Les coraux sont très sensibles aux différentes formes de stress (choc thermique, poissons, plongeurs…). Or il a été prouvé que les coraux ayant vécu un premier stress seront plus résistants face à un second stress et donc plus adaptés pour survivre. C’est pour cette raison que Coral Guardian a adapté sa méthodologie, et transplante des coraux ayant déjà subi un premier stress.

Ces coraux sont plus résilients mais ils ne sont pas indestructibles pour autant. En effet, ils restent sensibles aux stress et peuvent en mourir. C’est pourquoi Coral Guardian continue, d’une part à optimiser et à améliorer son approche de restauration au fur et à mesure du temps pour favoriser au maximum la survie des coraux. Et d’autre part, nous continuons la sensibilisation à la protection des coraux, action clef si nous voulons réduire les stress causés par l’Homme et son impact sur les récifs.

 

Conclusion : quelles techniques de restauration pour l’avenir ?

Tout d’abord, il est important de souligner qu’aucune approche de restauration ne sera couronnée de succès sans des efforts rapides et efficaces en parallèle pour ralentir le rythme du réchauffement et de l’acidification des océans [1]. Les interventions de restauration visent à apporter un coup de pouce à la nature pour tempérer le déclin dû aux perturbations et à accélérer la récupération naturelle des récifs [1].

Il est important de noter également que le succès des interventions de restauration et d’adaptation des coraux varient entre chaque espèce, d’un lieu à l’autre, d’un récif à l’autre et d’une région à l’autre, ainsi l’écologie du site de restauration doit être étudiée en amont [1].

A l’avenir, les futures approches pour la restauration massive des coraux auraient un intérêt certain à combiner la méthode traditionnelle de fragmentation (reproduction asexuée) avec les progrès réalisés concernant la production sexuelle de coraux [1].

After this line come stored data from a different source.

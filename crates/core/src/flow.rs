// Copyright (C) 2026 Fred Clausen
// Use of this source code is governed by an MIT-style
// license that can be found in the LICENSE file or at
// https://opensource.org/licenses/MIT.

use std::sync::Arc;

use crate::command::Command;
use crate::config::BookingConfig;
use crate::error::CoreError;
use crate::repository::ReservationRepository;
use crate::session::BookingSession;
use cinema_booking_domain::{Film, Price, Reservation, ReservationDraft, SeatPosition, SeatToggle};

/// A stage of the booking flow.
///
/// The flow is strictly linear: Menu, then `SeatSelection`, then
/// Confirmation, then back to Menu after a commit.
#[derive(Debug, Clone, Copy, PartialEq, Eq, Hash, Default)]
pub enum Stage {
    /// Choosing a film.
    #[default]
    Menu,
    /// Toggling seats on the grid.
    SeatSelection,
    /// Entering a name and confirming.
    Confirmation,
}

impl Stage {
    /// Returns the stage name.
    #[must_use]
    pub const fn as_str(&self) -> &'static str {
        match self {
            Self::Menu => "Menu",
            Self::SeatSelection => "SeatSelection",
            Self::Confirmation => "Confirmation",
        }
    }

    /// Returns whether a command is offered in this stage.
    #[must_use]
    pub fn offers(&self, command: &Command) -> bool {
        command.stage() == *self
    }
}

impl std::fmt::Display for Stage {
    fn fmt(&self, f: &mut std::fmt::Formatter<'_>) -> std::fmt::Result {
        f.write_str(self.as_str())
    }
}

/// What a dispatched command did.
#[derive(Debug, Clone, PartialEq, Eq)]
pub enum FlowEvent {
    /// A film was chosen.
    FilmSelected {
        /// The chosen film.
        film: Film,
    },
    /// A fresh seat grid was built and seat selection began.
    SeatSelectionStarted,
    /// A seat was selected or deselected.
    SeatToggled {
        /// The toggled seat.
        position: SeatPosition,
        /// Whether the seat is now selected.
        toggle: SeatToggle,
        /// The total after the toggle.
        total_price: Price,
    },
    /// Seat selection ended and confirmation began.
    ConfirmationStarted,
    /// The customer name was recorded.
    CustomerNameSet,
    /// The reservation was stored and the session reset.
    ReservationCommitted {
        /// The stored reservation.
        reservation: Reservation,
        /// The total price of the reserved seats.
        total_price: Price,
    },
}

/// The result of a successful dispatch.
#[derive(Debug, Clone, PartialEq, Eq)]
pub struct TransitionResult {
    /// The stage before the command.
    pub from: Stage,
    /// The stage after the command.
    pub to: Stage,
    /// What the command did.
    pub event: FlowEvent,
}

/// Drives one booking session through Menu, `SeatSelection` and
/// Confirmation, committing finished reservations to a repository.
///
/// The controller owns the session and the repository handle for the
/// lifetime of the process. A failed command leaves both the stage and the
/// session as they were.
#[derive(Debug)]
pub struct FlowController<R> {
    stage: Stage,
    session: BookingSession,
    repository: R,
}

impl<R: ReservationRepository> FlowController<R> {
    /// Creates a controller in the Menu stage.
    ///
    /// The repository's schema is bootstrapped before the first command.
    ///
    /// # Errors
    ///
    /// Returns `CoreError::PersistenceFailed` if schema bootstrap fails.
    pub fn new(config: Arc<BookingConfig>, mut repository: R) -> Result<Self, CoreError> {
        repository
            .ensure_schema()
            .map_err(|e| CoreError::PersistenceFailed(e.to_string()))?;

        Ok(Self {
            stage: Stage::Menu,
            session: BookingSession::new(config),
            repository,
        })
    }

    /// Returns the current stage.
    #[must_use]
    pub const fn stage(&self) -> Stage {
        self.stage
    }

    /// Returns the booking session.
    #[must_use]
    pub const fn session(&self) -> &BookingSession {
        &self.session
    }

    /// Returns the repository.
    #[must_use]
    pub const fn repository(&self) -> &R {
        &self.repository
    }

    /// Returns the repository mutably, for read-side queries that need a
    /// connection. The session cannot be reached this way.
    pub const fn repository_mut(&mut self) -> &mut R {
        &mut self.repository
    }

    /// Applies one command.
    ///
    /// # Errors
    ///
    /// Returns an error if:
    /// - The current stage does not offer the command
    /// - The film is not in the catalog
    /// - The seat is outside the grid
    /// - No film is selected when leaving the menu
    /// - The reservation draft is incomplete
    /// - The repository fails to store the reservation
    pub fn dispatch(&mut self, command: Command) -> Result<TransitionResult, CoreError> {
        if !self.stage.offers(&command) {
            return Err(CoreError::CommandNotAvailable {
                command: command.name(),
                stage: self.stage,
            });
        }

        let from: Stage = self.stage;
        let event: FlowEvent = match command {
            Command::SelectFilm { name } => {
                let film: Film = self.session.select_film(&name)?.clone();
                FlowEvent::FilmSelected { film }
            }
            Command::ProceedToSeats => {
                if self.session.selected_film().is_none() {
                    return Err(CoreError::IncompleteSession(String::from(
                        "a film must be selected before choosing seats",
                    )));
                }
                self.session.start_seat_selection();
                self.stage = Stage::SeatSelection;
                FlowEvent::SeatSelectionStarted
            }
            Command::ToggleSeat { position } => {
                let toggle: SeatToggle = self.session.toggle_seat(position)?;
                FlowEvent::SeatToggled {
                    position,
                    toggle,
                    total_price: self.session.total_price(),
                }
            }
            Command::ProceedToConfirmation => {
                self.stage = Stage::Confirmation;
                FlowEvent::ConfirmationStarted
            }
            Command::SetCustomerName { name } => {
                self.session.set_customer_name(&name);
                FlowEvent::CustomerNameSet
            }
            Command::Confirm => self.commit()?,
        };

        Ok(TransitionResult {
            from,
            to: self.stage,
            event,
        })
    }

    /// Builds the draft, stores it, and only then resets the session.
    fn commit(&mut self) -> Result<FlowEvent, CoreError> {
        let draft: ReservationDraft = self.session.build_reservation_draft()?;

        let reservation: Reservation = self
            .repository
            .append(&draft)
            .map_err(|e| CoreError::PersistenceFailed(e.to_string()))?;

        self.session.reset();
        self.stage = Stage::Menu;

        Ok(FlowEvent::ReservationCommitted {
            reservation,
            total_price: draft.total_price,
        })
    }
}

Enfin, les approches de restauration se doivent d’être viables économiquement et réalisables techniquement pour que la restauration massive soit possible. Or concernant ce dernier point, un des inconvénients concernant les approches par reproduction sexuée,  est que de nombreuses pistes de recherches scientifiques restent encore à étudier afin de parvenir à la meilleure restauration possible [1].

 

[1] Randall, C. J., Negri, A. P., Quigley, K. M., Foster, T., Ricardo, G. F., Webster, N. S., … & Heyward, A. J. (2020). Sexual production of corals for reef restoration in the Anthropocene. Marine Ecology Progress Series635, 203-232.